(GIVEN RECORDS Opens)

//! Client-side rendezvous flow: decides what to register with the
//! coordinator and what to do with the events it sends back
//! (`spec.md` §4.4).
//!
//! This is a pure effects-producing state machine: it has no socket of its
//! own. Callers drive it with [`RendezvousEngine::tick`] and
//! [`RendezvousEngine::on_dead_drop`]/[`RendezvousEngine::on_live_match`],
//! and are responsible for actually sending the returned
//! [`RendezvousEffect`]s over a signaling connection.

use std::collections::HashMap;

use crate::pairing_code::PairingCode;
use crate::{open_dead_drop, seal_dead_drop, MeetingPoint, Result, SealedDeadDrop};
use zajel_crypto::x25519::X25519StaticSecret;

/// Per-watched-peer bookkeeping: which cadence windows we've already
/// registered, so `tick` only emits effects for windows that changed.
#[derive(Clone, Debug, Default)]
struct WatchState {
    registered_days: Vec<u64>,
    registered_hour: Option<u64>,
}

/// Something the caller must do as a result of driving the engine: publish
/// a registration to the coordinator, or act on a resolved rendezvous.
#[derive(Clone, Debug)]
pub enum RendezvousEffect {
    /// Register a daily meeting point, with its sealed dead drop, at the
    /// coordinator.
    RegisterDaily {
        peer_pk: [u8; 32],
        meeting_point: [u8; 32],
        dead_drop: SealedDeadDrop,
    },
    /// Register an hourly live-match token at the coordinator.
    RegisterHourly { peer_pk: [u8; 32], meeting_point: [u8; 32] },
    /// A dead drop or live match resolved to a peer we should now attempt
    /// to pair with, possibly on a different coordinator.
    PairRequest {
        code: PairingCode,
        via_server: Option<String>,
    },
}

/// Drives daily/hourly meeting-point registration for the set of peers we
/// want to be reachable by, and reacts to dead drops / live matches the
/// coordinator forwards.
pub struct RendezvousEngine {
    self_pk: [u8; 32],
    self_secret: X25519StaticSecret,
    current_code: PairingCode,
    watched: HashMap<[u8; 32], WatchState>,
}

impl RendezvousEngine {
    pub fn new(self_pk: [u8; 32], self_secret: X25519StaticSecret, current_code: PairingCode) -> Self {
        Self {
            self_pk,
            self_secret,
            current_code,
            watched: HashMap::new(),
        }
    }

    /// Start publishing meeting points for `peer_pk` on the next `tick`.
    pub fn watch_peer(&mut self, peer_pk: [u8; 32]) {
        self.watched.entry(peer_pk).or_default();
    }

    /// Stop publishing meeting points for a peer (e.g. on removal or
    /// blocking).
    pub fn unwatch_peer(&mut self, peer_pk: &[u8; 32]) {
        self.watched.remove(peer_pk);
    }

    /// Our own pairing code changed (it is single-registration, per
    /// `spec.md` §3); subsequent dead drops will advertise the new one.
    pub fn set_current_code(&mut self, code: PairingCode) {
        self.current_code = code;
    }

    /// Called on connect and on every hourly boundary. Produces one
    /// `RegisterDaily` effect per watched peer per day in the 3-day
    /// tolerance window that hasn't already been registered this run, and
    /// one `RegisterHourly` effect per watched peer whose hour changed.
    pub fn tick(&mut self, now: u64, signaling_hint: Option<&str>) -> Result<Vec<RendezvousEffect>> {
        let mut effects = Vec::new();
        let hour = MeetingPoint::hour_index(now);

        for (peer_pk, state) in self.watched.iter_mut() {
            let days = daily_window_indices(now);
            for day in &days {
                if state.registered_days.contains(day) {
                    continue;
                }
                let point = MeetingPoint::daily_point(&self.self_pk, peer_pk, *day);
                let dead_drop = seal_dead_drop(
                    peer_pk,
                    &self.self_pk,
                    self.current_code.as_str().to_string(),
                    signaling_hint.map(str::to_string),
                    now,
                )?;
                effects.push(RendezvousEffect::RegisterDaily {
                    peer_pk: *peer_pk,
                    meeting_point: point,
                    dead_drop,
                });
            }
            state.registered_days = days;

            if state.registered_hour != Some(hour) {
                let point = MeetingPoint::hourly_token(&self.self_pk, peer_pk, hour);
                effects.push(RendezvousEffect::RegisterHourly {
                    peer_pk: *peer_pk,
                    meeting_point: point,
                });
                state.registered_hour = Some(hour);
            }
        }

        Ok(effects)
    }

    /// A `rendezvous_deaddrop` message arrived from the coordinator.
    /// Attempts to open it; a failure to open is a silent drop (`spec.md`
    /// §4.4) — returns `None`, not an error.
    pub fn on_dead_drop(&self, drop: &SealedDeadDrop) -> Option<RendezvousEffect> {
        let payload = open_dead_drop(drop, &self.self_secret).ok()?;
        let code = PairingCode::parse(&payload.sender_pairing_code).ok()?;
        Some(RendezvousEffect::PairRequest {
            code,
            via_server: payload.signaling_hint,
        })
    }

    /// A `rendezvous_live_match` message arrived, carrying the peer's
    /// current pairing code. The side with the lexicographically higher
    /// code initiates (`spec.md` §4.4).
    pub fn on_live_match(&self, peer_code: &PairingCode) -> Option<RendezvousEffect> {
        if self.current_code > *peer_code {
            Some(RendezvousEffect::PairRequest {
                code: peer_code.clone(),
                via_server: None,
            })
        } else {
            None
        }
    }
}

fn daily_window_indices(now: u64) -> Vec<u64> {
    let today = MeetingPoint::day_index(now) as i64;
    ((today - crate::DAILY_TOLERANCE_DAYS)..=(today + crate::DAILY_TOLERANCE_DAYS))
        .filter(|&day| day >= 0)
        .map(|day| day as u64)
        .collect()
}

#[cfg(test)]
mod tests {
    use super::*;
    use zajel_crypto::x25519::X25519StaticSecret;

    fn engine() -> (RendezvousEngine, [u8; 32]) {
        let self_secret = X25519StaticSecret::random();
        let self_pk = self_secret.public_key().to_bytes();
        let code = PairingCode::parse("A2B3C4").expect("valid");
        (RendezvousEngine::new(self_pk, self_secret, code), self_pk)
    }

    #[test]
    fn first_tick_registers_three_days_and_one_hour() {
        let (mut engine, _) = engine();
        let peer_pk = [0x42u8; 32];
        engine.watch_peer(peer_pk);

        let now = 10 * crate::SECONDS_PER_DAY + 100;
        let effects = engine.tick(now, Some("wss://example")).expect("tick");

        let daily = effects.iter().filter(|e| matches!(e, RendezvousEffect::RegisterDaily { .. })).count();
        let hourly = effects.iter().filter(|e| matches!(e, RendezvousEffect::RegisterHourly { .. })).count();
        assert_eq!(daily, 3);
        assert_eq!(hourly, 1);
    }

    #[test]
    fn second_tick_same_hour_is_idempotent() {
        let (mut engine, _) = engine();
        let peer_pk = [0x42u8; 32];
        engine.watch_peer(peer_pk);

        let now = 10 * crate::SECONDS_PER_DAY + 100;
        engine.tick(now, None).expect("first tick");
        let effects = engine.tick(now + 1, None).expect("second tick");
        assert!(effects.is_empty());
    }

    #[test]
    fn tick_after_hour_boundary_emits_new_hourly() {
        let (mut engine, _) = engine();
        let peer_pk = [0x42u8; 32];
        engine.watch_peer(peer_pk);

        let now = 10 * crate::SECONDS_PER_DAY;
        engine.tick(now, None).expect("first tick");
        let effects = engine.tick(now + crate::SECONDS_PER_HOUR, None).expect("later tick");
        assert_eq!(effects.len(), 1);
        assert!(matches!(effects[0], RendezvousEffect::RegisterHourly { .. }));
    }

    #[test]
    fn dead_drop_opens_to_pair_request() {
        let (engine, self_pk) = engine();
        let sender_secret = X25519StaticSecret::random();
        let sender_pk = sender_secret.public_key().to_bytes();

        let drop = crate::seal_dead_drop(&self_pk, &sender_pk, "Z9Y8X7".to_string(), Some("wss://peer".into()), 1_000)
            .expect("seal");

        let effect = engine.on_dead_drop(&drop).expect("opens");
        match effect {
            RendezvousEffect::PairRequest { code, via_server } => {
                assert_eq!(code.as_str(), "Z9Y8X7");
                assert_eq!(via_server.as_deref(), Some("wss://peer"));
            }
            _ => panic!("expected PairRequest"),
        }
    }

    #[test]
    fn dead_drop_from_wrong_recipient_is_silent_drop() {
        let (_, self_pk) = engine();
        let other_secret = X25519StaticSecret::random();
        let wrong_engine = RendezvousEngine::new(
            other_secret.public_key().to_bytes(),
            other_secret,
            PairingCode::parse("B2B2B2").expect("valid"),
        );

        let sender_secret = X25519StaticSecret::random();
        let sender_pk = sender_secret.public_key().to_bytes();
        let drop = crate::seal_dead_drop(&self_pk, &sender_pk, "Z9Y8X7".to_string(), None, 1_000).expect("seal");

        assert!(wrong_engine.on_dead_drop(&drop).is_none());
    }

    #[test]
    fn live_match_higher_code_initiates() {
        let (engine, _) = engine(); // current code A2B3C4
        let lower = PairingCode::parse("A1A1A1").expect("valid");
        let higher = PairingCode::parse("Z9Z9Z9").expect("valid");

        assert!(engine.on_live_match(&lower).is_some());
        assert!(engine.on_live_match(&higher).is_none());
    }
}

(GIVEN RECORDS Closes)

## ACTIVITY:
Start with the line above that contains "#[derive(Clone, Debug)]" and stop after the line that contains "live matches the". Output those lines exactly, and only those.

## WORKED SOLUTION:
#[derive(Clone, Debug)]
pub enum RendezvousEffect {
    /// Register a daily meeting point, with its sealed dead drop, at the
    /// coordinator.
    RegisterDaily {
        peer_pk: [u8; 32],
        meeting_point: [u8; 32],
        dead_drop: SealedDeadDrop,
    },
    /// Register an hourly live-match token at the coordinator.
    RegisterHourly { peer_pk: [u8; 32], meeting_point: [u8; 32] },
    /// A dead drop or live match resolved to a peer we should now attempt
    /// to pair with, possibly on a different coordinator.
    PairRequest {
        code: PairingCode,
        via_server: Option<String>,
    },
}

/// Drives daily/hourly meeting-point registration for the set of peers we
/// want to be reachable by, and reacts to dead drops / live matches the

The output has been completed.